Der Kontrast aus leuchtend roter Erde, kräftig grünen Feldern und dem blauen Himmel des Mittelmeers schafft eine Landschaft, die fast gemalt wirkt.
Diese fruchtbaren Böden zeigen einmal mehr, wie stark die Geologie das alltägliche Leben auf Zypern prägt. Ohne die Sedimentablagerungen des Mesaoria-Beckens gäbe es dieses landwirtschaftliche Kerngebiet nicht.
5. Landschaften und Leben in der Ebene
Neben ihrer landwirtschaftlichen Bedeutung ist die Mesaoria auch ökologisch und kulturell eine wichtige Region.

Die offenen Ebenen bieten zahlreichen Vogelarten Lebensraum, besonders während der saisonalen Zugbewegungen im östlichen Mittelmeer. Felder und Feuchtgebiete ziehen Störche, Reiher und verschiedene Greifvögel an, die auf ihrem Weg über die Insel ziehen.
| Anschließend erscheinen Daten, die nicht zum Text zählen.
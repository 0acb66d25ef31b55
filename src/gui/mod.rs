pub mod actions;
pub mod add_plant_panel;
pub mod care_table;
pub mod consumption_chart;
pub mod dashboard;
pub mod error_modal;
pub mod reminders;
pub mod reset_modal;
pub mod settings;
pub mod status_flash;
pub mod theme;
pub mod top_bar;

mod app;

pub use actions::{
    ActionQueue,
    UiAction,
};
pub use app::{
    PlantBuddyApp,
    PlantForm,
};
// A simple ui action queue so panel closures don't need mutable access to the whole app
#[derive(Debug, Clone)]
pub enum UiAction {
    // Form
    SelectPlant(String),
    AddPlant,
}

pub struct ActionQueue {
    actions: Vec<UiAction>,
}

impl ActionQueue {
    pub fn new() -> Self {
        Self { actions: Vec::new() }
    }

    pub fn push(&mut self, action: UiAction) {
        self.actions.push(action);
    }

    pub fn drain(&mut self) -> std::vec::Drain<'_, UiAction> {
        self.actions.drain(..)
    }

    pub fn is_empty(&self) -> bool {
        self.actions.is_empty()
    }
}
Auch menschliche Siedlungen haben sich an die Geografie des Beckens angepasst. Viele Dörfer entstanden an den Rändern von Flusstälern oder in der Nähe von Grundwasserquellen, wo sich Landwirtschaft gut entwickeln konnte.
Auch Nikosia, die Hauptstadt Zyperns, liegt in der Mesaoria. Ihre Lage spiegelt die historischen Vorteile der zentralen Ebene als Knotenpunkt wider, der den Norden und Süden der Insel miteinander verbindet. Bis heute ist das Becken das geografische Zentrum Zyperns.
Straßen, frühere Eisenbahnlinien und moderne Autobahnen folgen ganz natürlich dem offenen Gelände der Ebene und verbinden Küstenregionen ebenso wie Bergdörfer.
6. Fazit
Mesaoria hat vielleicht nicht die dramatischen Felsen und Farben des Troodos oder die raue Schönheit des Kyrenia-Gebirges, doch für die geologische Geschichte Zyperns spielt die Region eine entscheidende Rolle.
Diese weite Ebene markiert den Ort, an dem sich die letzte große Umwandlung der Insel vollzog. Was einst ein Meeresbecken war, füllte sich langsam mit Sedimenten, hob sich über den Meeresspiegel und wurde zu der Landschaft, die wir heute sehen.
Das Becken bewahrt in versteckten Fossilmuscheln in den Flusstälern Spuren seines uralten Meeres. In seinen Schichten aus Sand, Kies und Schluff hält es die Erosion der umliegenden Gebirge fest. Und es trägt fruchtbare Böden, die die Landwirtschaft in Zentral- und Ostzypern ermöglichen.
In diesem Sinn steht Mesaoria für den Übergang der Insel vom Meeresboden zur belebten Landschaft. Troodos erzählt von Feuer unter dem Meer. Die Circum-Troodos-Sedimente beschreiben, wie die Insel sich aus dem Wasser erhob. Mesaoria zeigt den Moment, in dem sich das Meer endgültig zurückzog und das Land Zypern vollständig zum Vorschein kam.